Food Tool Friday: Why Pros Use Carbon Steel Knives

A good, sharp knife is a cook's best friend, which is why there's so much passionate debate about what kind you should get. Most enthusiastic home cooks opt for a stainless steel knife, but it turns out there's a different option that the pros favor, and that's carbon steel.

This Damascus carbon steel chef's knife is a thing of beauty (and sharp as hell). Image via Wolf Mountain

Is Carbon Steel More High Maintenance?

In a word, yes. One of the reasons stainless steel is the material of choice for cutlery and knives is that it has chromium added to the mix, which makes it stain- and rust-resistant (but, as ZKnives notes, not entirely rustproof).

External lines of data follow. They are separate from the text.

//! Configuration for SVG rendering

use std::ops::RangeInclusive;

/// Range accepted for page margins by the command line
pub const MARGIN_RANGE: RangeInclusive<f64> = 1.0..=300.0;

/// Range accepted for the font size by the command line
pub const FONT_SIZE_RANGE: RangeInclusive<f64> = 1.0..=100.0;

/// Configuration options for SVG output
#[derive(Debug, Clone, PartialEq)]
pub struct SvgConfig {
    /// Horizontal page margin
    pub margin_w: f64,

    /// Vertical page margin
    pub margin_h: f64,

    /// Label font size, also used to estimate label widths
    pub font_size: f64,

    /// Font family written on the text elements
    pub font_family: String,

    /// Whether to include XML declaration and standalone attributes
    pub standalone: bool,

    /// Whether to format output with indentation
    pub pretty_print: bool,

    /// Prefix for CSS class names (e.g., "st-" for "st-edge")
    pub class_prefix: Option<String>,
}

impl Default for SvgConfig {
    fn default() -> Self {
        Self {
            margin_w: 20.0,
            margin_h: 20.0,
            font_size: 12.0,
            font_family: "sans-serif".to_string(),
            standalone: true,
            pretty_print: true,
            class_prefix: Some("st-".to_string()),
        }
    }
}

impl SvgConfig {
    /// Create a new configuration with default values
    pub fn new() -> Self {
        Self::default()
    }

    /// Set both page margins
    pub fn with_margins(mut self, margin_w: f64, margin_h: f64) -> Self {
        self.margin_w = margin_w;
        self.margin_h = margin_h;
        self
    }

    /// Set the label font size
    pub fn with_font_size(mut self, font_size: f64) -> Self {
        self.font_size = font_size;
        self
    }

    /// Set the label font family
    pub fn with_font_family(mut self, family: impl Into<String>) -> Self {
        self.font_family = family.into();
        self
    }

    /// Set whether output is standalone
    pub fn with_standalone(mut self, standalone: bool) -> Self {
        self.standalone = standalone;
        self
    }

    /// Set whether to pretty-print output
    pub fn with_pretty_print(mut self, pretty: bool) -> Self {
        self.pretty_print = pretty;
        self
    }

    /// Set the CSS class prefix
    pub fn with_class_prefix(mut self, prefix: impl Into<String>) -> Self {
        self.class_prefix = Some(prefix.into());
        self
    }

    /// Remove the CSS class prefix
    pub fn without_class_prefix(mut self) -> Self {
        self.class_prefix = None;
        self
    }
}
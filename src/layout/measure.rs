//! Label measurement
//!
//! The layout engine only needs a width per node. It gets it through the
//! [`TextMeasurer`] trait so a caller can plug in real font metrics; the
//! crate ships a font-free [`EstimatedMeasurer`] based on an average glyph
//! advance.

/// Average glyph advance as a fraction of the font size
const AVERAGE_CHAR_WIDTH: f64 = 0.6;

/// Rendered extent of a label
#[derive(Debug, Clone, Copy, Default, PartialEq)]
pub struct TextBox {
    pub width: f64,
    pub height: f64,
}

impl TextBox {
    pub fn new(width: f64, height: f64) -> Self {
        Self { width, height }
    }
}

/// Source of label sizes
pub trait TextMeasurer {
    /// Whether the measurer can produce sizes at all. Checked once per layout.
    fn is_available(&self) -> bool {
        true
    }

    /// Measure one label
    fn measure(&self, text: &str) -> TextBox;
}

/// Any `Fn(&str) -> f64` measures widths only
impl<F> TextMeasurer for F
where
    F: Fn(&str) -> f64,
{
    fn measure(&self, text: &str) -> TextBox {
        TextBox::new(self(text), 0.0)
    }
}

/// Measurer that estimates sizes from the character count
#[derive(Debug, Clone, Copy, PartialEq)]
pub struct EstimatedMeasurer {
    font_size: f64,
}

impl EstimatedMeasurer {
    pub fn new(font_size: f64) -> Self {
        Self { font_size }
    }
}

impl TextMeasurer for EstimatedMeasurer {
    fn is_available(&self) -> bool {
        self.font_size.is_finite() && self.font_size > 0.0
    }

    fn measure(&self, text: &str) -> TextBox {
        if text.is_empty() {
            return TextBox::default();
        }
        let chars = text.chars().count() as f64;
        TextBox::new(chars * self.font_size * AVERAGE_CHAR_WIDTH, self.font_size)
    }
}
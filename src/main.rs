//! Syntree CLI
//!
//! Usage:
//!   syntree [OPTIONS] [FILE]
//!
//! Options:
//!   -o, --output <FILE>      Output file (default: <FILE>.<type>, or stdout)
//!   -t, --type <TYPE>        Output type: svg or dot
//!       --hns <N>            Horizontal node separation [1, 300]
//!       --vns <N>            Vertical node separation [1, 300]
//!       --pmw <N>            Horizontal page margin [1, 300]
//!       --pmh <N>            Vertical page margin [1, 300]
//!       --fts <N>            Font size [1, 100]
//!   -s, --stylesheet <FILE>  Color stylesheet (TOML format)
//!   -d, --debug              Log the laid out tree
//!   -h, --help               Print help
//!   -V, --version            Print version

use std::fs;
use std::io::{self, IsTerminal, Read, Write};
use std::ops::RangeInclusive;
use std::path::PathBuf;

use clap::Parser;
use tracing_subscriber::EnvFilter;

use syntree::layout::SEPARATION_RANGE;
use syntree::renderer::{FONT_SIZE_RANGE, MARGIN_RANGE};
use syntree::{
    render_with_config, LayoutConfig, OutputFormat, RenderConfig, RenderError, Stylesheet,
    SvgConfig,
};

#[derive(Parser)]
#[command(name = "syntree", version)]
#[command(about = "Draw bracket-notated trees as SVG or Graphviz DOT")]
struct Cli {
    /// Input file (reads from stdin if not provided)
    input: Option<PathBuf>,

    /// Output file (default: the input file name plus the type extension, or stdout)
    #[arg(short, long)]
    output: Option<PathBuf>,

    /// Output type
    #[arg(short = 't', long = "type", value_enum, default_value_t = OutputFormat::Svg)]
    file_type: OutputFormat,

    /// Horizontal node separation
    #[arg(long, default_value_t = 25.0, value_parser = separation)]
    hns: f64,

    /// Vertical node separation
    #[arg(long, default_value_t = 25.0, value_parser = separation)]
    vns: f64,

    /// Horizontal page margin
    #[arg(long, default_value_t = 20.0, value_parser = margin)]
    pmw: f64,

    /// Vertical page margin
    #[arg(long, default_value_t = 20.0, value_parser = margin)]
    pmh: f64,

    /// Font size
    #[arg(long, default_value_t = 12.0, value_parser = font_size)]
    fts: f64,

    /// Stylesheet file for label colors (TOML format)
    #[arg(short, long)]
    stylesheet: Option<PathBuf>,

    /// Debug mode: log the tree with its coordinates
    #[arg(short, long)]
    debug: bool,
}

fn separation(s: &str) -> Result<f64, String> {
    in_range(s, SEPARATION_RANGE)
}

fn margin(s: &str) -> Result<f64, String> {
    in_range(s, MARGIN_RANGE)
}

fn font_size(s: &str) -> Result<f64, String> {
    in_range(s, FONT_SIZE_RANGE)
}

fn in_range(s: &str, range: RangeInclusive<f64>) -> Result<f64, String> {
    let value: f64 = s.parse().map_err(|_| format!("'{}' is not a number", s))?;
    if range.contains(&value) {
        Ok(value)
    } else {
        Err(format!(
            "{} is out of range [{}, {}]",
            value,
            range.start(),
            range.end()
        ))
    }
}

fn init_tracing(debug: bool) {
    let filter = if debug {
        EnvFilter::new("syntree=debug")
    } else {
        EnvFilter::try_from_default_env().unwrap_or_else(|_| EnvFilter::new("warn"))
    };
    let _ = tracing_subscriber::fmt()
        .with_env_filter(filter)
        .with_writer(io::stderr)
        .try_init();
}

fn main() {
    let cli = Cli::parse();
    init_tracing(cli.debug);

    // If no input file and stdin is a terminal (interactive), show intro help
    if cli.input.is_none() && io::stdin().is_terminal() {
        print_intro();
        return;
    }

    // Load stylesheet
    let stylesheet = match &cli.stylesheet {
        Some(path) => match Stylesheet::from_file(path) {
            Ok(s) => s,
            Err(e) => {
                eprintln!("Error loading stylesheet '{}': {}", path.display(), e);
                std::process::exit(1);
            }
        },
        None => Stylesheet::default(),
    };

    // Read input
    let (source, filename) = match &cli.input {
        Some(path) => match fs::read_to_string(path) {
            Ok(content) => (content, path.display().to_string()),
            Err(e) => {
                eprintln!("Error reading file '{}': {}", path.display(), e);
                std::process::exit(1);
            }
        },
        None => {
            let mut buffer = String::new();
            match io::stdin().read_to_string(&mut buffer) {
                Ok(_) => (buffer, "<stdin>".to_string()),
                Err(e) => {
                    eprintln!("Error reading from stdin: {}", e);
                    std::process::exit(1);
                }
            }
        }
    };

    let config = RenderConfig::new()
        .with_layout(LayoutConfig::new().with_h_sep(cli.hns).with_v_sep(cli.vns))
        .with_svg(
            SvgConfig::new()
                .with_margins(cli.pmw, cli.pmh)
                .with_font_size(cli.fts),
        )
        .with_stylesheet(stylesheet)
        .with_format(cli.file_type)
        .with_debug(cli.debug);

    let output = match render_with_config(&source, config) {
        Ok(output) => output,
        Err(RenderError::Parse(errors)) => {
            for error in &errors {
                eprint!("{}", error.format(&source, &filename));
            }
            std::process::exit(1);
        }
        Err(e) => {
            eprintln!("Error: {}", e);
            std::process::exit(1);
        }
    };

    let target = cli.output.clone().or_else(|| {
        cli.input.as_ref().map(|input| {
            let mut name = input.clone().into_os_string();
            name.push(".");
            name.push(cli.file_type.extension());
            PathBuf::from(name)
        })
    });

    let written = match &target {
        Some(path) => fs::write(path, &output),
        None => io::stdout().write_all(output.as_bytes()),
    };
    if let Err(e) = written {
        let name = target
            .as_ref()
            .map(|p| p.display().to_string())
            .unwrap_or_else(|| "<stdout>".to_string());
        eprintln!("Error writing '{}': {}", name, e);
        std::process::exit(1);
    }
    tracing::info!(output = ?target, "done");
}

fn print_intro() {
    println!(
        r#"Syntree - draw bracket-notated trees

USAGE:
    syntree [OPTIONS] [FILE]
    echo '[S [NP a] [VP b]]' | syntree > tree.svg

Labels are plain words or raw strings with properties:
    [S [NP R"(label = "the dog" color = red)"] [VP barks]]

Run `syntree --help` for all options."#
    );
}
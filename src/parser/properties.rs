//! Key/value properties carried by raw-string labels
//!
//! A raw-string label such as `R"(label = "a node" color = red)"` is parsed
//! into a property map. Only the keys in [`KNOWN_KEYS`] are recognized;
//! parsing stops at the first pair that is unknown or malformed.

use std::collections::BTreeMap;

use logos::Logos;

/// Property key/value pairs of one node
pub type Properties = BTreeMap<String, String>;

/// Keys recognized in raw-string labels
pub const KNOWN_KEYS: &[&str] = &["label", "color"];

#[derive(Logos, Debug, Clone, PartialEq)]
#[logos(skip r"[ \t\n\x0C\r]+")]
enum PropToken {
    #[token("=")]
    Equals,

    /// A quoted value may run to the end of the text unterminated
    #[regex(r#""([^"\\]|\\(.|\n))*("|\\)?"#, |lex| unescape(lex.slice()))]
    Quoted(String),

    /// Printable ASCII except `"` and `=`
    #[regex(r"[!#-<>-~]+", |lex| lex.slice().to_string())]
    Bare(String),
}

/// Strip the quotes and resolve `\x` escapes to `x`
///
/// A lone backslash at the end of the text empties the value.
fn unescape(quoted: &str) -> String {
    let mut value = String::with_capacity(quoted.len());
    let mut chars = quoted.chars().skip(1);
    while let Some(c) = chars.next() {
        match c {
            '\\' => match chars.next() {
                Some(escaped) => value.push(escaped),
                None => return String::new(),
            },
            '"' => break,
            c => value.push(c),
        }
    }
    value
}

/// Parse the payload of a raw-string label into properties
pub fn parse_properties(text: &str) -> Properties {
    let mut props = Properties::new();
    let mut tokens = PropToken::lexer(text);

    loop {
        let key = match tokens.next() {
            Some(Ok(PropToken::Bare(key))) if KNOWN_KEYS.contains(&key.as_str()) => key,
            _ => break,
        };
        if !matches!(tokens.next(), Some(Ok(PropToken::Equals))) {
            break;
        }
        let value = match tokens.next() {
            Some(Ok(PropToken::Quoted(v))) | Some(Ok(PropToken::Bare(v))) => v,
            _ => break,
        };
        if value.is_empty() {
            break;
        }
        props.insert(key, value);
    }

    props
}
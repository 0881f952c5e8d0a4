//! Color stylesheets
//!
//! Node labels pick their color through the `color` property. The name is
//! looked up in a stylesheet, which by default is the X11 color table.

use std::collections::HashMap;
use std::path::Path;
use std::str::FromStr;

use serde::Deserialize;
use thiserror::Error;

/// Color used when a name cannot be resolved
pub const DEFAULT_COLOR: &str = "#000000";

/// Bundled X11 color table
const X11_PALETTE: &str = include_str!("x11_palette.toml");

/// Errors that can occur when loading or parsing stylesheets
#[derive(Error, Debug)]
pub enum StylesheetError {
    #[error("Failed to read stylesheet file: {0}")]
    IoError(#[from] std::io::Error),
    #[error("Failed to parse stylesheet TOML: {0}")]
    ParseError(#[from] toml::de::Error),
}

/// A stylesheet mapping color names to concrete values
#[derive(Debug, Clone, PartialEq)]
pub struct Stylesheet {
    /// Optional name for the stylesheet
    pub name: Option<String>,
    /// Optional description
    pub description: Option<String>,
    /// Color mappings: name -> hex color
    pub colors: HashMap<String, String>,
}

/// TOML structure for deserializing stylesheets
#[derive(Deserialize)]
struct TomlStylesheet {
    metadata: Option<TomlMetadata>,
    #[serde(default)]
    colors: HashMap<String, String>,
}

#[derive(Deserialize)]
struct TomlMetadata {
    name: Option<String>,
    description: Option<String>,
}

impl Stylesheet {
    /// Load stylesheet from TOML file
    pub fn from_file(path: &Path) -> Result<Self, StylesheetError> {
        let content = std::fs::read_to_string(path)?;
        content.parse()
    }

    /// The bundled X11 color table
    pub fn x11() -> Self {
        // Bundled TOML is checked by the tests below; fall back to an empty table
        X11_PALETTE.parse().unwrap_or_else(|_| Stylesheet {
            name: Some("x11".to_string()),
            description: None,
            colors: HashMap::new(),
        })
    }

    /// Look up a color name exactly as written
    pub fn resolve(&self, name: &str) -> Option<&str> {
        self.colors.get(name).map(|s| s.as_str())
    }

    /// Resolve a color name to a value usable in SVG
    ///
    /// Fallback order:
    /// 1. The name in this stylesheet
    /// 2. A literal `#rrggbb` / `#rgb` value
    /// 3. Black
    pub fn resolve_or_default(&self, name: &str) -> String {
        if let Some(color) = self.resolve(name) {
            return color.to_string();
        }
        if is_hex_color(name) {
            return name.to_string();
        }
        DEFAULT_COLOR.to_string()
    }
}

impl FromStr for Stylesheet {
    type Err = StylesheetError;

    /// Load stylesheet from a TOML string
    fn from_str(content: &str) -> Result<Self, Self::Err> {
        let parsed: TomlStylesheet = toml::from_str(content)?;

        Ok(Stylesheet {
            name: parsed.metadata.as_ref().and_then(|m| m.name.clone()),
            description: parsed.metadata.as_ref().and_then(|m| m.description.clone()),
            colors: parsed.colors,
        })
    }
}

impl Default for Stylesheet {
    fn default() -> Self {
        Self::x11()
    }
}

fn is_hex_color(value: &str) -> bool {
    match value.strip_prefix('#') {
        Some(hex) => {
            matches!(hex.len(), 3 | 6) && hex.chars().all(|c| c.is_ascii_hexdigit())
        }
        None => false,
    }
}

#[cfg(test)]
mod tests {
    use super::*;

    #[test]
    fn test_bundled_palette_parses() {
        let parsed: Result<Stylesheet, _> = X11_PALETTE.parse();
        assert!(parsed.is_ok());
        assert!(parsed.unwrap().colors.len() > 500);
    }

    #[test]
    fn test_default_is_x11() {
        let stylesheet = Stylesheet::default();
        assert_eq!(stylesheet.resolve("black"), Some("#000000"));
        assert_eq!(stylesheet.resolve("red"), Some("#ff0000"));
        assert_eq!(stylesheet.resolve("DarkRed"), Some("#8b0000"));
    }

    #[test]
    fn test_spaced_names() {
        let stylesheet = Stylesheet::default();
        assert_eq!(stylesheet.resolve("alice blue"), Some("#f0f8ff"));
        assert_eq!(stylesheet.resolve("dim gray"), Some("#696969"));
        assert_eq!(stylesheet.resolve_or_default("deep pink"), "#ff1493");
    }

    #[test]
    fn test_lookup_is_case_sensitive() {
        let stylesheet = Stylesheet::default();
        assert_eq!(stylesheet.resolve("RED"), None);
    }

    #[test]
    fn test_resolve_or_default_fallback() {
        let stylesheet = Stylesheet::default();
        assert_eq!(stylesheet.resolve_or_default("red"), "#ff0000");
        assert_eq!(stylesheet.resolve_or_default("#12ab9F"), "#12ab9F");
        assert_eq!(stylesheet.resolve_or_default("#abc"), "#abc");
        assert_eq!(stylesheet.resolve_or_default("no such color"), DEFAULT_COLOR);
        assert_eq!(stylesheet.resolve_or_default("#12345"), DEFAULT_COLOR);
    }

    #[test]
    fn test_parse_toml_with_metadata() {
        let toml_str = r##"
[metadata]
name = "Test Theme"
description = "A test theme"

[colors]
red = "#cc0000"
"##;
        let stylesheet: Stylesheet = toml_str.parse().expect("Should parse");
        assert_eq!(stylesheet.name, Some("Test Theme".to_string()));
        assert_eq!(stylesheet.description, Some("A test theme".to_string()));
        assert_eq!(stylesheet.resolve("red"), Some("#cc0000"));
        assert_eq!(stylesheet.resolve("blue"), None);
    }

    #[test]
    fn test_parse_toml_without_colors() {
        let stylesheet: Stylesheet = "[metadata]\nname = \"bare\"\n".parse().expect("Should parse");
        assert!(stylesheet.colors.is_empty());
    }

    #[test]
    fn test_invalid_toml_error() {
        let result: Result<Stylesheet, _> = "this is not valid toml {{{{".parse();
        assert!(matches!(result, Err(StylesheetError::ParseError(_))));
    }

    #[test]
    fn test_missing_file_error() {
        let result = Stylesheet::from_file(Path::new("/nonexistent/stylesheet.toml"));
        assert!(matches!(result, Err(StylesheetError::IoError(_))));
    }
}
//! SVG generation from tree layouts

use crate::layout::{TreeLayout, TreeSize};
use crate::stylesheet::Stylesheet;
use crate::tree::{NodeId, Tree};

use super::SvgConfig;

/// Fraction of the font size between a label's center and its edge endpoint
const EDGE_GAP: f64 = 0.45;

/// Build SVG elements incrementally
pub struct SvgBuilder {
    config: SvgConfig,
    styles: Vec<String>,
    elements: Vec<String>,
    indent: usize,
}

impl SvgBuilder {
    /// Create a new SVG builder
    pub fn new(config: SvgConfig) -> Self {
        Self {
            config,
            styles: vec![],
            elements: vec![],
            indent: 1,
        }
    }

    /// Add the CSS rules for edges and labels
    pub fn add_default_styles(&mut self) {
        let prefix = self.prefix();
        self.styles.push(format!(
            ".{}edge {{ stroke: #000000; stroke-opacity: 0.85; stroke-width: 1; fill: none; }}",
            prefix
        ));
        self.styles.push(format!(
            ".{}label {{ font-family: {}; font-size: {}px; }}",
            prefix,
            escape_xml(&self.config.font_family),
            num(self.config.font_size)
        ));
    }

    fn prefix(&self) -> String {
        self.config.class_prefix.clone().unwrap_or_default()
    }

    fn indent_str(&self) -> String {
        if self.config.pretty_print {
            "  ".repeat(self.indent)
        } else {
            String::new()
        }
    }

    fn newline(&self) -> &str {
        if self.config.pretty_print {
            "\n"
        } else {
            ""
        }
    }

    /// Add an edge line
    pub fn add_edge(&mut self, x1: f64, y1: f64, x2: f64, y2: f64) {
        self.elements.push(format!(
            r#"{}<line class="{}edge" x1="{}" y1="{}" x2="{}" y2="{}"/>"#,
            self.indent_str(),
            self.prefix(),
            num(x1),
            num(y1),
            num(x2),
            num(y2)
        ));
    }

    /// Add a label centered on (x, y)
    pub fn add_label(&mut self, id: Option<&str>, text: &str, x: f64, y: f64, fill: &str) {
        let id_attr = id.map(|i| format!(r#" id="{}""#, i)).unwrap_or_default();
        self.elements.push(format!(
            r#"{}<text{} class="{}label" x="{}" y="{}" text-anchor="middle" dominant-baseline="central" fill="{}">{}</text>"#,
            self.indent_str(),
            id_attr,
            self.prefix(),
            num(x),
            num(y),
            escape_xml(fill),
            escape_xml(text)
        ));
    }

    /// Assemble the document for a page of the given size
    pub fn build(self, width: f64, height: f64) -> String {
        let nl = self.newline();

        let mut svg = String::new();

        // XML declaration for standalone
        if self.config.standalone {
            svg.push_str(r#"<?xml version="1.0" encoding="UTF-8"?>"#);
            svg.push_str(nl);
        }

        let (w, h) = (num(width), num(height));
        svg.push_str(&format!(
            r#"<svg xmlns="http://www.w3.org/2000/svg" width="{}" height="{}" viewBox="0 0 {} {}">"#,
            w, h, w, h
        ));
        svg.push_str(nl);

        if !self.styles.is_empty() {
            svg.push_str(&self.indent_str());
            svg.push_str("<style>");
            svg.push_str(nl);
            for style in &self.styles {
                if self.config.pretty_print {
                    svg.push_str("    ");
                }
                svg.push_str(style);
                svg.push_str(nl);
            }
            svg.push_str(&self.indent_str());
            svg.push_str("</style>");
            svg.push_str(nl);
        }

        for elem in &self.elements {
            svg.push_str(elem);
            svg.push_str(nl);
        }

        svg.push_str("</svg>");
        svg.push_str(nl);

        svg
    }
}

/// Page geometry derived from the tree extent
#[derive(Debug, Clone, Copy, PartialEq)]
pub struct Page {
    pub width: f64,
    pub height: f64,
    margin_w: f64,
    margin_h: f64,
    xmin: f64,
}

impl Page {
    pub fn new(size: TreeSize, config: &SvgConfig) -> Self {
        Self {
            width: 2.0 * config.margin_w + size.xmax - size.xmin,
            height: 2.0 * config.margin_h + size.ymax,
            margin_w: config.margin_w,
            margin_h: config.margin_h,
            xmin: size.xmin,
        }
    }

    /// Page coordinates of a node's center
    pub fn center(&self, layout: &TreeLayout, id: NodeId) -> (f64, f64) {
        let p = layout.position(id);
        (p.x + self.margin_w - self.xmin, p.y + self.margin_h)
    }
}

/// Render a laid out tree to an SVG string (with the X11 stylesheet)
pub fn render_svg(tree: &Tree, layout: &TreeLayout, config: &SvgConfig) -> String {
    render_svg_with_stylesheet(tree, layout, config, &Stylesheet::default())
}

/// Render a laid out tree to an SVG string with a custom stylesheet
pub fn render_svg_with_stylesheet(
    tree: &Tree,
    layout: &TreeLayout,
    config: &SvgConfig,
    stylesheet: &Stylesheet,
) -> String {
    let page = Page::new(layout.size(), config);
    let gap = config.font_size * EDGE_GAP;
    let prefix = config.class_prefix.clone().unwrap_or_default();

    let mut builder = SvgBuilder::new(config.clone());
    builder.add_default_styles();

    // Each node draws the edge up to its parent, then its own label
    for id in tree.preorder() {
        let (cx, cy) = page.center(layout, id);
        if let Some(parent) = tree.parent(id) {
            let (px, py) = page.center(layout, parent);
            builder.add_edge(cx, cy - gap, px, py + gap);
        }

        let node = tree.node(id);
        let fill = node
            .property("color")
            .map(|name| stylesheet.resolve_or_default(name))
            .unwrap_or_else(|| crate::stylesheet::DEFAULT_COLOR.to_string());
        let dom_id = format!("{}node-{}", prefix, id);
        builder.add_label(Some(&dom_id), &node.label, cx, cy, &fill);
    }

    builder.build(page.width, page.height)
}

/// Format a coordinate with at most three decimals
fn num(value: f64) -> String {
    let s = format!("{:.3}", value);
    let s = s.trim_end_matches('0').trim_end_matches('.');
    match s {
        "-0" | "" => "0".to_string(),
        _ => s.to_string(),
    }
}

/// Escape special XML characters
fn escape_xml(s: &str) -> String {
    s.replace('&', "&amp;")
        .replace('<', "&lt;")
        .replace('>', "&gt;")
        .replace('"', "&quot;")
        .replace('\'', "&apos;")
}
//! Error types for lexing and parsing

use ariadne::{Color, Label, Report, ReportKind, Source};
use thiserror::Error;

use crate::parser::ast::Span;
use crate::parser::lexer::Token;

#[derive(Error, Debug, Clone, PartialEq)]
pub enum ParseError {
    #[error("Parse error at {span:?}: {message}")]
    Syntax {
        span: Span,
        message: String,
        expected: Vec<String>,
    },
}

impl ParseError {
    /// Create a syntax error without an expected-token list
    pub fn syntax(span: Span, message: impl Into<String>) -> Self {
        ParseError::Syntax {
            span,
            message: message.into(),
            expected: Vec::new(),
        }
    }

    /// Input contained nothing but whitespace
    pub fn empty_input(len: usize) -> Self {
        ParseError::Syntax {
            span: len..len,
            message: "Empty input".to_string(),
            expected: vec!["'['".to_string()],
        }
    }

    /// Text the lexer could not turn into a token
    pub fn unrecognized(text: &str, span: Span) -> Self {
        let message = if text.starts_with("R\"") {
            "Unterminated raw string".to_string()
        } else {
            format!("Unrecognized input {:?}", text)
        };
        Self::syntax(span, message)
    }

    /// Source span of the error
    pub fn span(&self) -> &Span {
        match self {
            ParseError::Syntax { span, .. } => span,
        }
    }

    /// Format the error with source context using ariadne
    pub fn format(&self, source: &str, filename: &str) -> String {
        let mut buf = Vec::new();
        match self {
            ParseError::Syntax {
                span,
                message,
                expected,
            } => {
                let expected_str = if expected.is_empty() {
                    String::new()
                } else {
                    format!("\nExpected: {}", expected.join(", "))
                };

                // Writing into a Vec cannot fail
                let _ = Report::build(ReportKind::Error, filename, span.start)
                    .with_message(message)
                    .with_label(
                        Label::new((filename, span.clone()))
                            .with_message(format!("{}{}", message, expected_str))
                            .with_color(Color::Red),
                    )
                    .finish()
                    .write((filename, Source::from(source)), &mut buf);
            }
        }
        String::from_utf8_lossy(&buf).into_owned()
    }
}

impl<'a> From<chumsky::error::Rich<'a, Token>> for ParseError {
    fn from(err: chumsky::error::Rich<'a, Token>) -> Self {
        use chumsky::error::RichReason;

        let message = match err.reason() {
            RichReason::ExpectedFound { found, .. } => {
                let found_str = match found {
                    Some(tok) => format_token(tok),
                    None => "end of input".to_string(),
                };
                format!("Unexpected {}", found_str)
            }
            RichReason::Custom(msg) => msg.to_string(),
        };

        let mut expected: Vec<String> = err
            .expected()
            .filter_map(|e| match e {
                chumsky::error::RichPattern::Token(tok) => Some(format_token(tok)),
                chumsky::error::RichPattern::Label(label) => Some(label.to_string()),
                chumsky::error::RichPattern::EndOfInput => Some("end of input".to_string()),
                chumsky::error::RichPattern::Identifier(s) => Some(format!("identifier '{}'", s)),
                chumsky::error::RichPattern::Any => Some("any token".to_string()),
                chumsky::error::RichPattern::SomethingElse => None,
            })
            .collect();
        expected.sort();
        expected.dedup();

        ParseError::Syntax {
            span: err.span().into_range(),
            message,
            expected,
        }
    }
}

/// Format a token for human-readable error messages
fn format_token(tok: &Token) -> String {
    match tok {
        Token::BracketOpen => "'['".to_string(),
        Token::BracketClose => "']'".to_string(),
        Token::Word(s) => format!("label '{}'", s),
        Token::RawString(s) => format!("raw string \"{}\"", s),
    }
}

#[cfg(test)]
mod tests {
    use super::*;

    #[test]
    fn test_unrecognized_raw_string_message() {
        let err = ParseError::unrecognized("R\"", 4..6);
        assert!(err.to_string().contains("Unterminated raw string"));
        assert_eq!(err.span(), &(4..6));
    }

    #[test]
    fn test_format_includes_source_line() {
        let source = "[a b";
        let err = ParseError::Syntax {
            span: 4..4,
            message: "Unexpected end of input".to_string(),
            expected: vec!["']'".to_string()],
        };
        let report = err.format(source, "input.tree");
        assert!(report.contains("Unexpected end of input"));
    }
}
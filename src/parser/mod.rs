//! Parser for bracket-notated trees

pub mod ast;
mod grammar;
pub mod lexer;
pub mod properties;

pub use ast::*;
pub use grammar::parse;
pub use properties::{parse_properties, Properties};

Carbon steel requires more care. Most chefs wipe down the blade with a damp cloth in between uses and always wash their carbon steel knives by hand with a mild soap (although, truthfully, you should do that with good knives no matter what they're made of—all that rattling around in the dishwasher can dull their edges).

Carbon steel knives develop a patina over time, as they're exposed to the elements and different kinds of food. (Some cooks really get into that aspect and even try to force a patina, similar to the way cooks obsess over seasoning their cast-iron skillets).

A carbon steel Carter Funayuki knife (top) compared to a stainless steel Carter Muteki knife. Image by Matus Kalisky/Flickr

Plus, carbon steel knives need to be sharpened regularly, usually after you've completed using them to prep a meal. It's a lot of maintenance, but many would argue that it's a much superior tool.

Why the Pros Opt for Carbon Steel

In a word, sharpness. Carbon steel blades are generally ground to a finer angle than most stainless steel knives and can take on a razor-like edge like nobody's business. I borrowed a friend's carbon steel chef's knife when I was debating what knife of my own to buy, and it was like driving an Audi after put-putting around in a golf cart. That thing slid through even the toughest root vegetables like they were room-temperature butter.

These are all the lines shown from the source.